4 ways of thinking that endanger the relationship

There is, the great, the true, even the enduring love. But she is never perfect. We know that. And yet we cling to myths that have little to do with reality after the first intoxication of emotions - and that's what causes relationships to fail.

"I just have to find the right one"

The expectation that someday the perfect man will pass by makes one lonely. Because it does not exist. Behind the rigid claim to find the right one, attachment fears or inferiority complexes often do not themselves suffice to be good enough. Sometimes the replacement of the parents has not yet succeeded: if daddy is the best of all men or Mama has always warned against the "wrong" men and we therefore prefer to stay single and good. But those who wait for the prince charming, miss the chance to try out in a relationship: What is good for me? How do I love and how do I want to be loved? How close and distance do I need to be happy? Which qualities of the partner bring out the best or the worst in me? Instead of the right one there are - fortunately - even many suitable partners. We just have to dare to get involved with them.



"He has to see how I feel and what I want"

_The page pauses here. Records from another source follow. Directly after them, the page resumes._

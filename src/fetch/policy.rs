use std::time::Duration;

/// Timeout and retry settings applied to every upstream request.
///
/// Defaults match the product behavior: a 30 second overall timeout and one
/// retry. Backoff doubles per attempt starting from `backoff`.
#[derive(Debug, Clone)]
pub struct RequestPolicy {
    pub timeout: Duration,
    pub retries: u32,
    pub backoff: Duration,
}

impl Default for RequestPolicy {
    fn default() -> Self {
        Self {
            timeout: Duration::from_secs(30),
            retries: 1,
            backoff: Duration::from_millis(500),
        }
    }
}

impl RequestPolicy {
    /// Policy for calls that must not hold up an interactive flow, such as
    /// the emergency backup log write.
    pub fn quick() -> Self {
        Self {
            timeout: Duration::from_secs(5),
            retries: 0,
            backoff: Duration::from_millis(250),
        }
    }
}

/// Failure of a single logical fetch, after retries are exhausted.
#[derive(Debug, thiserror::Error)]
pub enum FetchError {
    #[error("request timed out after {0:?}")]
    Timeout(Duration),

    #[error("upstream returned HTTP {status}")]
    Status { status: u16, body: String },

    #[error("transport error: {0}")]
    Transport(#[from] reqwest::Error),

    #[error("response body was not the expected JSON: {0}")]
    Decode(#[source] serde_json::Error),

    #[error("invalid request URL: {0}")]
    InvalidUrl(String),
}

impl FetchError {
    /// Whether another attempt could plausibly succeed. Client errors and
    /// malformed bodies are terminal; timeouts, transport failures, and
    /// server errors are not.
    pub fn is_retryable(&self) -> bool {
        match self {
            FetchError::Timeout(_) | FetchError::Transport(_) => true,
            FetchError::Status { status, .. } => *status >= 500,
            FetchError::Decode(_) | FetchError::InvalidUrl(_) => false,
        }
    }
}

#[cfg(test)]
mod tests {
    use super::*;

    #[test]
    fn test_default_policy_matches_product_settings() {
        let policy = RequestPolicy::default();
        assert_eq!(policy.timeout, Duration::from_secs(30));
        assert_eq!(policy.retries, 1);
    }

    #[test]
    fn test_server_errors_are_retryable() {
        let err = FetchError::Status {
            status: 503,
            body: String::new(),
        };
        assert!(err.is_retryable());
    }

    #[test]
    fn test_client_errors_are_terminal() {
        let err = FetchError::Status {
            status: 404,
            body: String::new(),
        };
        assert!(!err.is_retryable());
    }

    #[test]
    fn test_timeouts_are_retryable() {
        assert!(FetchError::Timeout(Duration::from_secs(30)).is_retryable());
    }
}
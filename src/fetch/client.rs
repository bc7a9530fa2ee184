use async_trait::async_trait;
use reqwest::{Request, Response};

/// Executes a single HTTP request.
///
/// Adapters are generic over this so auth decorators compose around the base
/// client and tests can substitute a canned transport.
#[async_trait]
pub trait HttpClient: Send + Sync {
    async fn execute(&self, req: Request) -> reqwest::Result<Response>;
}
use clap::Parser;
use image::ImageReader;
use std::path::PathBuf;

use glyphsheet::{GlyphSlot, SplitConfig, build_standard_pipeline, output};

#[derive(Parser)]
#[command(name = "glyphsheet")]
#[command(about = "Extract per-font letter glyphs from a composite sprite sheet")]
struct Cli {
    /// Path to the sheet image
    #[arg(value_name = "IMAGE")]
    image_path: PathBuf,

    /// Directory the font_1..font_6 folders are written to
    #[arg(value_name = "OUTPUT_DIR", default_value = "extracted_letters")]
    output_dir: PathBuf,

    /// Enable verbose output
    #[arg(short, long)]
    verbose: bool,

    /// Save intermediate pipeline images to directory (must be empty)
    #[arg(long, value_name = "DIR")]
    debug_out: Option<PathBuf>,
}

fn main() -> anyhow::Result<()> {
    let args = Cli::parse();

    if args.verbose {
        println!("Loading sheet: {:?}", args.image_path);
    }

    // Load sheet - failure here is fatal, nothing gets written
    let sheet = ImageReader::open(&args.image_path)?
        .decode()
        .map_err(|e| anyhow::anyhow!("Failed to decode image: {}", e))?;

    if args.verbose {
        println!("Sheet loaded: {}x{}\n", sheet.width(), sheet.height());
    }

    let config = SplitConfig::default();
    output::ensure_font_dirs(&args.output_dir, config.font_variants)?;

    // Build pipeline
    let mut pipeline = build_standard_pipeline(&config, args.verbose);

    // Enable debug mode if requested
    if let Some(debug_dir) = args.debug_out {
        pipeline = pipeline.with_debug(debug_dir)?;
    }

    if args.verbose {
        println!("Running pipeline...\n");
    }
    let results = pipeline.run(sheet)?;

    // Write each detected glyph to its (font, letter) slot
    let mut written = 0usize;
    for item in &results {
        let (Some(letter), Some(font)) = (item.get_string("letter"), item.get_int("font")) else {
            continue;
        };
        let Some(letter) = letter.chars().next() else {
            continue;
        };
        let slot = GlyphSlot {
            letter,
            font_index: font as usize,
        };
        output::save_glyph(&args.output_dir, &slot, &item.image)?;
        written += 1;
    }

    println!("\n=== Glyph Extraction Results ===");
    println!("Glyphs written: {}", written);
    println!("Output tree: {}", args.output_dir.display());

    Ok(())
}
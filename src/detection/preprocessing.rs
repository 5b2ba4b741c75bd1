use image::{DynamicImage, GrayImage};
use imageproc::contrast::{ThresholdType, threshold};

/// Convert image to grayscale
pub fn to_grayscale(img: &DynamicImage) -> GrayImage {
    img.to_luma8()
}

/// Binarize so that pixels at or below `thresh` (the dark glyph strokes)
/// become foreground (255) and brighter pixels become background (0).
pub fn binarize(img: &GrayImage, thresh: u8) -> GrayImage {
    threshold(img, thresh, ThresholdType::BinaryInverted)
}
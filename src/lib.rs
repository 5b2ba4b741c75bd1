pub mod detection;
pub mod models;
pub mod output;
pub mod pipeline;

pub use detection::{SheetSplitter, SplitConfig, build_standard_pipeline};
pub use models::{Contour, GlyphCrop, GlyphSlot};
pub use pipeline::{
    BoundingBox, DebugConfig, MetadataValue, Pipeline, PipelineContext, PipelineData, PipelineStep,
};
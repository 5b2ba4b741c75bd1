mod common;

use common::fixtures::{synthetic_sheet, uniform_sheet};
use glyphsheet::{SheetSplitter, SplitConfig, output::glyph_path, GlyphSlot};
use std::collections::HashMap;
use std::fs;

#[test]
fn full_sheet_populates_every_font_and_letter() -> anyhow::Result<()> {
    let dir = tempfile::TempDir::new()?;
    let sheet = uniform_sheet(600, 520, 13, 12);

    let splitter = SheetSplitter::new(SplitConfig::default());
    let written = splitter.split_to_dir(&sheet, dir.path())?;

    assert_eq!(written, 156);
    for font_index in 0..6 {
        for letter in 'A'..='Z' {
            let path = glyph_path(dir.path(), &GlyphSlot { letter, font_index });
            assert!(path.is_file(), "missing {}", path.display());
        }
    }
    Ok(())
}

#[test]
fn sheet_height_with_remainder_still_fills_every_slot() -> anyhow::Result<()> {
    let dir = tempfile::TempDir::new()?;
    // 521 / 13 leaves a one-pixel remainder for the last band to absorb
    let sheet = uniform_sheet(600, 521, 13, 12);

    let written = SheetSplitter::default().split_to_dir(&sheet, dir.path())?;

    assert_eq!(written, 156);
    Ok(())
}

#[test]
fn under_detected_row_leaves_its_trailing_slots_unwritten() -> anyhow::Result<()> {
    let dir = tempfile::TempDir::new()?;
    // Row 4 (letters I and J) carries only 10 marks
    let mut row_counts = vec![12u32; 13];
    row_counts[4] = 10;
    let sheet = synthetic_sheet(600, 520, 12, &row_counts);

    let written = SheetSplitter::default().split_to_dir(&sheet, dir.path())?;

    assert_eq!(written, 154);
    // I still gets all six variants; J loses its two rightmost ones
    for font_index in 0..6 {
        let path = glyph_path(dir.path(), &GlyphSlot { letter: 'I', font_index });
        assert!(path.is_file(), "missing {}", path.display());
    }
    for font_index in 0..4 {
        let path = glyph_path(dir.path(), &GlyphSlot { letter: 'J', font_index });
        assert!(path.is_file(), "missing {}", path.display());
    }
    for font_index in 4..6 {
        let path = glyph_path(dir.path(), &GlyphSlot { letter: 'J', font_index });
        assert!(!path.exists(), "unexpected {}", path.display());
    }
    Ok(())
}

#[test]
fn empty_sheet_writes_nothing_and_does_not_abort() -> anyhow::Result<()> {
    let dir = tempfile::TempDir::new()?;
    let sheet = synthetic_sheet(600, 520, 12, &vec![0u32; 13]);

    let written = SheetSplitter::default().split_to_dir(&sheet, dir.path())?;

    assert_eq!(written, 0);
    // The font folders are still created up front
    for i in 1..=6 {
        assert!(dir.path().join(format!("font_{}", i)).is_dir());
    }
    Ok(())
}

#[test]
fn rerunning_the_split_is_byte_identical() -> anyhow::Result<()> {
    let dir = tempfile::TempDir::new()?;
    let sheet = uniform_sheet(600, 520, 13, 12);
    let splitter = SheetSplitter::new(SplitConfig::default());

    splitter.split_to_dir(&sheet, dir.path())?;
    let mut first: HashMap<std::path::PathBuf, Vec<u8>> = HashMap::new();
    for font_index in 0..6 {
        for letter in 'A'..='Z' {
            let path = glyph_path(dir.path(), &GlyphSlot { letter, font_index });
            first.insert(path.clone(), fs::read(&path)?);
        }
    }

    splitter.split_to_dir(&sheet, dir.path())?;
    for (path, bytes) in &first {
        assert_eq!(&fs::read(path)?, bytes, "{} changed between runs", path.display());
    }
    Ok(())
}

The actual expectation here is: "He should read my wishes from my eyes." The prompt and sensitive satisfaction of needs that we as parents experience - or miss - from our parents is understood as the ultimate form of love: "If he really loved me, he would know what I needed to be happy." This longing is human, but it pushes the partner into the supplying parent role and overwhelms him permanently. This leads to disappointment and frustration on both sides. And so one of the most common complaints I hear in my practice is, "I do not feel myself." Only: in order to be seen, we have to show ourselves. We have to reveal ourselves to our partner: With all our weaknesses, our wounds and our wishes. In this way real proximity can arise. And we no longer have to be disappointed that the partner is not a superhumanly sensitive wish-fulfiller.



"Conflicts are dangerous"

Yes, quarrels can quite poison a relationship. This is not due to the disagreements per se, but to the way they are dealt with. Anyone who aims at getting under the belt during conflicts, who is always grudging, who turns himself into a victim and the other into a perpetrator, punishes with contempt or retreat, destroys his relationship. But: No real relationship comes without conflicts - unless they are swallowed or driven out of harmony addiction or fear of losing the other. When two personalities pool their lives, there are always points of friction that must be negotiated. In the end, two individuals meet in the dispute, fighting for a common intersection despite their differences. It is important that a dispute ends and is reconciled and that there is a basic culture of apology in which both partners take responsibility: the one who asks for forgiveness and the one who forgives him. And if a loving, respectful interaction with each other is cared for in everyday life, then a relationship holds out a lot.



"Happy couples have good sex regularly"?

Yes, yes, there are couples who are regularly sexually (together) active until old age. But they also report on phases in which it has become much calmer and that their sexuality has changed overall. Anyone who seriously believes that they will still clash after 25 years, as at the beginning of the relationship, will observe any deviation anxiously and disappointed. Sexuality is changing in a long relationship like love - it becomes more familiar and, accordingly, a little less exciting. There is a chance for more intense encounters and an emotional satisfaction that goes far beyond the physical. Sensuality, eroticism and intimacy can not be measured but only felt. There is no need for frequency statistics and comparisons with others, just two people willing to get involved. Without pressure.



And what does that expect? Love from us?

?Love can only be experienced if it is lived - with all its ups and downs. For love also includes the lack. Only when we say goodbye to the myths of love, when we acknowledge that even the greatest love has limits, can we turn a fantasized relationship into a real one. And in that we have much more creative possibilities than we could ever dream of.Because love is not dependent on fate, but largely self-made. The moment we stop blaming our partner for our happiness or misfortune, we take responsibility for our love and our lives. Yes, that works. And it feels good.


Dr. Sandra Konrad is a certified psychologist and has worked since 2001 as a systemic single, couple and family therapist in Hamburg. She has also written a book about false expectations of love: "Making love, how relationships really succeed" (10 euros, Piper paperback).